ASSIGNED TASK:
Wherever the word "WriteError" appears in a line of the data, that line should be copied.

Data excerpts
*** Block opens ***

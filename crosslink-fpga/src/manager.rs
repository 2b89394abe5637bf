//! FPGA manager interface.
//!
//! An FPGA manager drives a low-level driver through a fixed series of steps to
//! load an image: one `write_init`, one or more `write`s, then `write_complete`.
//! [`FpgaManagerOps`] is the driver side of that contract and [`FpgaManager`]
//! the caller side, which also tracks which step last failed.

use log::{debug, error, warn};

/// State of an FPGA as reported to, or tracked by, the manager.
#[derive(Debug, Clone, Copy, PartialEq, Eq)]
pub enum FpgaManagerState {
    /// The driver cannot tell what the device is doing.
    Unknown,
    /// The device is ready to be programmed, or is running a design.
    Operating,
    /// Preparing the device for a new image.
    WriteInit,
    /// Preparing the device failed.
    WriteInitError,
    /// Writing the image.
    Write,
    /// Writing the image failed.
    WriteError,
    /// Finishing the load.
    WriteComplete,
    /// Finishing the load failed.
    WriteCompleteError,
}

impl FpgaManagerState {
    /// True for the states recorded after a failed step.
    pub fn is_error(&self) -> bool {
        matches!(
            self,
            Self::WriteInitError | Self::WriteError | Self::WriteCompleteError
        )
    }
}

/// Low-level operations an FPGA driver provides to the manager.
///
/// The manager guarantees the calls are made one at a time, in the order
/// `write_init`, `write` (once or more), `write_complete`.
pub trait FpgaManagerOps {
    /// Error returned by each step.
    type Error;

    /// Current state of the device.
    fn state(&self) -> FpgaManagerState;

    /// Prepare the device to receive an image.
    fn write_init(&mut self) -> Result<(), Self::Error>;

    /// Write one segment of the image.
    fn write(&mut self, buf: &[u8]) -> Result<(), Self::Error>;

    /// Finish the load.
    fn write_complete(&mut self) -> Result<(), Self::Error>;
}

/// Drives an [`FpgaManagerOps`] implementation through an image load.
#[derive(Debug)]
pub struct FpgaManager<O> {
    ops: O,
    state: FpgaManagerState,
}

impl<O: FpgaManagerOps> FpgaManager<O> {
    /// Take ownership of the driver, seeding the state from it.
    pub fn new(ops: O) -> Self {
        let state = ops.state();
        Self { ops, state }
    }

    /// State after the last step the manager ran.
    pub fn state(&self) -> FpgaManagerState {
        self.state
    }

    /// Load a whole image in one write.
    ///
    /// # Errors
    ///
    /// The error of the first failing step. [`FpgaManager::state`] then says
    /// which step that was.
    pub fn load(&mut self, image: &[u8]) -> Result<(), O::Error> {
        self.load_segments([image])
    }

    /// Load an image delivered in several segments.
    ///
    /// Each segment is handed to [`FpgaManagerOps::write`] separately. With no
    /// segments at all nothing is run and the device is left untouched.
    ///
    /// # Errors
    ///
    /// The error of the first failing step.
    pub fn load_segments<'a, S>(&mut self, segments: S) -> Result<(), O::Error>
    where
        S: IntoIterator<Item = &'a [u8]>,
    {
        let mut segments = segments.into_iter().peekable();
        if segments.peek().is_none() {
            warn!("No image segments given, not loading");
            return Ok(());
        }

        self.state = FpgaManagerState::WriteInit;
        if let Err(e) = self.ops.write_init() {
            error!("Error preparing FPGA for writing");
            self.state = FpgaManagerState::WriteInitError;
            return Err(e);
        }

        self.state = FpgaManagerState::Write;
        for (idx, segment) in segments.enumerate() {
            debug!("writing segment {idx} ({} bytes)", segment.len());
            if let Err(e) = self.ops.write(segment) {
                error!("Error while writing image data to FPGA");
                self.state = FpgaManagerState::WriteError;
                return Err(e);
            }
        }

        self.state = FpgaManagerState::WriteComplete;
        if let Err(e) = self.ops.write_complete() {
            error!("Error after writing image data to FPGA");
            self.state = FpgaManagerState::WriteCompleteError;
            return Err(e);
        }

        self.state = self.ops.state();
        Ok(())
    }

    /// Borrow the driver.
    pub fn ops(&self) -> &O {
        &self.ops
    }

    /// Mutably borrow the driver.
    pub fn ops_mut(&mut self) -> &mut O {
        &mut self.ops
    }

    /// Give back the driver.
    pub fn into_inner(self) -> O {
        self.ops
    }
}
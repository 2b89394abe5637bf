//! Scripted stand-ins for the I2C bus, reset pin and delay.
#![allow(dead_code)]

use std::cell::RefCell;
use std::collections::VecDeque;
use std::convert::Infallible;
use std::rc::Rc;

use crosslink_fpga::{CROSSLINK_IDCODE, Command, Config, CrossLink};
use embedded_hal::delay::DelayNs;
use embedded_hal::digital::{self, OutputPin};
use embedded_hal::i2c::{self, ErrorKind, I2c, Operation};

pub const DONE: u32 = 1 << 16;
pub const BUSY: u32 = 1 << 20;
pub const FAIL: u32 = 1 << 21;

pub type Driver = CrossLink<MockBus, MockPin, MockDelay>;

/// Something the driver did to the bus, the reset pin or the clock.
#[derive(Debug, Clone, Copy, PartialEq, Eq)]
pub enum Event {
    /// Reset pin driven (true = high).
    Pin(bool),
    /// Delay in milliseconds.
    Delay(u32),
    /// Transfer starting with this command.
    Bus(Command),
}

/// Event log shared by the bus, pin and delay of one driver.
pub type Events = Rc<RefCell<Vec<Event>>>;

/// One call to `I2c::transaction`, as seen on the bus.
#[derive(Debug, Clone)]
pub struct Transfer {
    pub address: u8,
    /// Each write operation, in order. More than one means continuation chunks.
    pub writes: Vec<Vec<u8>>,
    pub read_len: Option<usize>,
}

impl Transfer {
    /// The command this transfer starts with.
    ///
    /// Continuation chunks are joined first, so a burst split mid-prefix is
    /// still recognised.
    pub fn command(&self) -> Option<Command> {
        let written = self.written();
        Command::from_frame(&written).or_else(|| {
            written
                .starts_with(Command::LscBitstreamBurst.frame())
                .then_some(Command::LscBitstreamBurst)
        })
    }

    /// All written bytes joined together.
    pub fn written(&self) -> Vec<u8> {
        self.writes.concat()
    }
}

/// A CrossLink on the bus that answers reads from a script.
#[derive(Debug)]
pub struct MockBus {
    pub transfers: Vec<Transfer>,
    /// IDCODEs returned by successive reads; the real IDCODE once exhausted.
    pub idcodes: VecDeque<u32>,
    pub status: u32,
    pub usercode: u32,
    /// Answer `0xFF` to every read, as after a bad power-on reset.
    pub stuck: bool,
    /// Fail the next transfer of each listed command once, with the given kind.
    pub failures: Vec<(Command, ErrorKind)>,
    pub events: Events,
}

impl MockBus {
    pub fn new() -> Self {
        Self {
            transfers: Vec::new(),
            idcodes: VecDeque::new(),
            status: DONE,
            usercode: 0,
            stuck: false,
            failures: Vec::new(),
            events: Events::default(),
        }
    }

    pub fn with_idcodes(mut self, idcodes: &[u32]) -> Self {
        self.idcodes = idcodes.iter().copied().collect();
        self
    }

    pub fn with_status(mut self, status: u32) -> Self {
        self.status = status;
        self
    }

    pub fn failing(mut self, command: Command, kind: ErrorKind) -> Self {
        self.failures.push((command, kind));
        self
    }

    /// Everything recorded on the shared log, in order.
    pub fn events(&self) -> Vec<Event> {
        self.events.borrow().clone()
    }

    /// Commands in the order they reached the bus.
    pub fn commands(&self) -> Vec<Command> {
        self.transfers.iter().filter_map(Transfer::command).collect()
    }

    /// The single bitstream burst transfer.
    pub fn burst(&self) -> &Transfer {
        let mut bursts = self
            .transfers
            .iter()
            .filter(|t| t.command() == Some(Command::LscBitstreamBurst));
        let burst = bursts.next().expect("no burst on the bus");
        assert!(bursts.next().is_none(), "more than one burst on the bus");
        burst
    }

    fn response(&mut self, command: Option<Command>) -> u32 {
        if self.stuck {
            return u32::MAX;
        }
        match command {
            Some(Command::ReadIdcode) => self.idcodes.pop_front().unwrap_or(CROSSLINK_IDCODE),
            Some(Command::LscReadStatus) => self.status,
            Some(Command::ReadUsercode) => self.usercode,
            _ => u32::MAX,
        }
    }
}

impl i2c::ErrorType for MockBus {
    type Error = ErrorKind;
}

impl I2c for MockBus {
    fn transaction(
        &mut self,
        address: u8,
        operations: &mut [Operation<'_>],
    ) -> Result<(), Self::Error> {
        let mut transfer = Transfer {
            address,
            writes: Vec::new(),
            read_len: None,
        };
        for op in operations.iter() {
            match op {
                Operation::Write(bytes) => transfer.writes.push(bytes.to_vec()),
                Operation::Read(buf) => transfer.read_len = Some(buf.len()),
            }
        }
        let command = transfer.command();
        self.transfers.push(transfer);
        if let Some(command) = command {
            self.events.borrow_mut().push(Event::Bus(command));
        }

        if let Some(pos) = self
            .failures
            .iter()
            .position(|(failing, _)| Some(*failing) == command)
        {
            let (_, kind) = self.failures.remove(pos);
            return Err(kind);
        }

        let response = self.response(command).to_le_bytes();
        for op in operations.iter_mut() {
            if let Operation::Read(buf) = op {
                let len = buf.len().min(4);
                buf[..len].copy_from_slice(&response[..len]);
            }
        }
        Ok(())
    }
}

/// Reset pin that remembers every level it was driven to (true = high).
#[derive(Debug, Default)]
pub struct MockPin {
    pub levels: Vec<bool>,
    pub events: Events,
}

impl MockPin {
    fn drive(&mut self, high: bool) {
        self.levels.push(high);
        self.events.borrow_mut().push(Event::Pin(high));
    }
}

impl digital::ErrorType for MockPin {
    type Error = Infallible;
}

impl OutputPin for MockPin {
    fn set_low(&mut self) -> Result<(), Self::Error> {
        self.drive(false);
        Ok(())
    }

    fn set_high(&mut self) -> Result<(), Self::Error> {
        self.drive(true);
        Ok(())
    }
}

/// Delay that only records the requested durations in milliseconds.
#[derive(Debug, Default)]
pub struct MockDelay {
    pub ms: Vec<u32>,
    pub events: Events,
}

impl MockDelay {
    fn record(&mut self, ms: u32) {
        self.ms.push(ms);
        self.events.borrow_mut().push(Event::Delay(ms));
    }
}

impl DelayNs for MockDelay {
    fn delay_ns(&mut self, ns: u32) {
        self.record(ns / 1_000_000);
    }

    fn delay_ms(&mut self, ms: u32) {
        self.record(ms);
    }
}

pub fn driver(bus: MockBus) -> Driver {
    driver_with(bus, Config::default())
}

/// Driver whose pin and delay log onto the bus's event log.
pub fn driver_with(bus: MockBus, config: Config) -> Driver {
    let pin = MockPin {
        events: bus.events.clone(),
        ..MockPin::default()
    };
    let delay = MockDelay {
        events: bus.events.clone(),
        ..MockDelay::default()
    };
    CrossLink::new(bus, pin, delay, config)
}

*** Block closes ***

YOUR SOLUTION:
    WriteError,
            Self::WriteInitError | Self::WriteError | Self::WriteCompleteError
                self.state = FpgaManagerState::WriteError;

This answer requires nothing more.